On average, listeners made 8.23 errors out of 24 attempts, while a listener “panel” created by combining the answers of all participants for each trial made a slightly better eight errors out of 24 trials. The eight trials scored as “easy” by the automatic system resulted in a total of 42 errors across all 70 participants (eight attempts per participant—560 attempts total), while the eight “intermediate” trials resulted in 230 errors and the eight “difficult” trials resulted in 306 errors.

The experiment, which mostly included phrases spoken in Finnish, showed that the accuracy of both native Finnish listeners and non-native Finnish listeners decreased significantly when attempting to identify disguised voices versus non-disguised voices. Non-native listeners gave more false positives than native Finnish listeners did, though the authors concluded that being a native speaker was not a substantial help in recognizing disguised voices. Furthermore, the authors found no particular pattern in listeners’ abilities to recognize voices based on the listener’s age, sex, musical training, or education and work in linguistics.
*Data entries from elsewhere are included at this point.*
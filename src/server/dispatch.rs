//! Per-connection request handling.

use std::any::Any;
use std::panic::{self, AssertUnwindSafe};
use tokio::io::{AsyncRead, AsyncReadExt, AsyncWrite, AsyncWriteExt};

use crate::parser::{BodyFraming, Error as ParserError, HttpRequest, decode_chunked, find_head_end, parse_request};
use crate::recorder::RequestSnapshot;
use crate::server::error::Error;
use crate::server::handler::Handler;
use crate::server::response::{HttpResponse, StatusCode};
use crate::server::state::{SharedState, lock_state};

/// Buffer sizes applied while reading a request.
#[derive(Debug, Clone, Copy)]
pub(crate) struct ConnectionLimits {
    pub(crate) read_buffer_size: usize,
    pub(crate) max_head_size: usize,
    pub(crate) max_body_size: usize,
}

/// Serve one request on `socket`, then close it.
///
/// A malformed request is answered with `400 Bad Request` and never reaches
/// the recorders or the handler queue.
pub(crate) async fn handle_connection(
    socket: &mut (impl AsyncRead + AsyncWrite + Unpin),
    state: &SharedState,
    limits: ConnectionLimits,
) -> Result<(), Error> {
    let request = match read_request(socket, limits).await {
        Ok(Some(request)) => request,
        Ok(None) => return Ok(()), // Connection closed
        Err(Error::ParseError(e)) => {
            let response = HttpResponse::new(StatusCode::BAD_REQUEST)
                .with_content_type("text/plain")
                .with_body_string(format!("Error parsing request: {e}"));
            socket.write_all(&response.to_bytes()).await?;
            let _ = socket.shutdown().await;
            return Err(Error::ParseError(e));
        }
        Err(e) => return Err(e),
    };

    let response = dispatch(state, &request);

    socket.write_all(&response.to_bytes()).await?;
    socket.flush().await?;
    let _ = socket.shutdown().await;

    Ok(())
}

/// Read one request, buffering its whole body.
///
/// Returns `Ok(None)` if the peer closed the connection without sending anything.
pub(crate) async fn read_request(
    socket: &mut (impl AsyncRead + AsyncWrite + Unpin),
    limits: ConnectionLimits,
) -> Result<Option<HttpRequest>, Error> {
    let mut chunk = vec![0; limits.read_buffer_size.max(1)];
    let mut buf = Vec::new();

    let head_end = loop {
        if let Some(end) = find_head_end(&buf) {
            break end;
        }
        if buf.len() > limits.max_head_size {
            return Err(ParserError::HeadTooLarge(limits.max_head_size).into());
        }

        let n = socket.read(&mut chunk).await?;
        if n == 0 {
            if buf.is_empty() {
                return Ok(None);
            }
            return Err(ParserError::IncompleteRequest.into());
        }
        buf.extend_from_slice(&chunk[..n]);
    };

    let mut request = parse_request(&buf[..head_end])?;
    let mut rest = buf.split_off(head_end);
    let framing = request.body_framing()?;

    // Refuse an oversized body before inviting the client to send it
    if matches!(framing, BodyFraming::Length(length) if length > limits.max_body_size) {
        return Err(ParserError::BodyTooLarge(limits.max_body_size).into());
    }

    if framing != BodyFraming::Empty && request.expects_continue() {
        socket.write_all(b"HTTP/1.1 100 Continue\r\n\r\n").await?;
    }

    request.body = match framing {
        BodyFraming::Empty => Vec::new(),
        BodyFraming::Length(length) => {
            while rest.len() < length {
                read_more(socket, &mut chunk, &mut rest).await?;
            }
            rest.truncate(length);
            rest
        }
        BodyFraming::Chunked => loop {
            if let Some((body, _)) = decode_chunked(&rest)? {
                break body;
            }
            if rest.len() > limits.max_body_size {
                return Err(ParserError::BodyTooLarge(limits.max_body_size).into());
            }
            read_more(socket, &mut chunk, &mut rest).await?;
        },
    };

    Ok(Some(request))
}

async fn read_more(
    socket: &mut (impl AsyncRead + Unpin),
    chunk: &mut [u8],
    buf: &mut Vec<u8>,
) -> Result<(), Error> {
    let n = socket.read(chunk).await?;
    if n == 0 {
        return Err(ParserError::IncompleteRequest.into());
    }
    buf.extend_from_slice(&chunk[..n]);
    Ok(())
}

/// Record `request` and answer it with the next queued handler.
///
/// Recording and dequeuing happen under one lock, so both follow the order in
/// which requests finished arriving. The handler runs with the lock released.
pub(crate) fn dispatch(state: &SharedState, request: &HttpRequest) -> HttpResponse {
    let (handler, logger) = {
        let mut state = lock_state(state);
        state.record(request);
        (state.handlers.pop(), state.logger.clone())
    };
    logger.debug(format_args!("request {} {}", request.method, request.path));

    let outcome = match handler {
        Some(handler) => {
            logger.debug(format_args!("Calling handler"));
            invoke(handler, request)
        }
        None => Err(Error::MissingHandler),
    };

    match outcome {
        Ok(response) => response,
        Err(e) => {
            logger.error(format_args!("{e}"));
            failure_response(&e, request)
        }
    }
}

fn invoke(handler: Handler, request: &HttpRequest) -> Result<HttpResponse, Error> {
    let body = request.body_text();
    let mut response = HttpResponse::default();

    let result = panic::catch_unwind(AssertUnwindSafe(|| handler(request, &mut response, &body)));
    match result {
        Ok(Ok(())) => Ok(response),
        Ok(Err(e)) => Err(Error::HandlerFault(e.to_string())),
        Err(payload) => Err(Error::HandlerFault(panic_message(payload.as_ref()))),
    }
}

fn panic_message(payload: &(dyn Any + Send)) -> String {
    if let Some(message) = payload.downcast_ref::<&str>() {
        message.to_string()
    } else if let Some(message) = payload.downcast_ref::<String>() {
        message.clone()
    } else {
        "handler panicked".to_string()
    }
}

/// The `500` answer for a failed dispatch, carrying the request as JSON.
pub(crate) fn failure_response(error: &Error, request: &HttpRequest) -> HttpResponse {
    let snapshot = RequestSnapshot::capture(request);
    HttpResponse::new(StatusCode::INTERNAL_SERVER_ERROR)
        .with_content_type("text/plain")
        .with_body_string(format!("Error: {error}\n\nRequest: {}", snapshot.to_json()))
}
In performing an acoustic analysis of the sound produced by the speakers when disguising their voices, the researchers found that the fundamental frequency of the speakers’ voices tended to increase with both the young voice and old voice disguises. Previous research noted by the authors showed that it was easier for subjects to increase their fundamental frequency, creating a higher pitch, than it was for them to decrease it. This voice disguise “strategy” observed by the researchers could inform further examination of the common tactics used by those attempting to conceal their identity.

“A step forward towards more robust speaker verification against voice disguise, whether performed by humans or ASV systems, would be to consider the vocal parameters that are more commonly modified by speakers avoiding identification,” the authors wrote.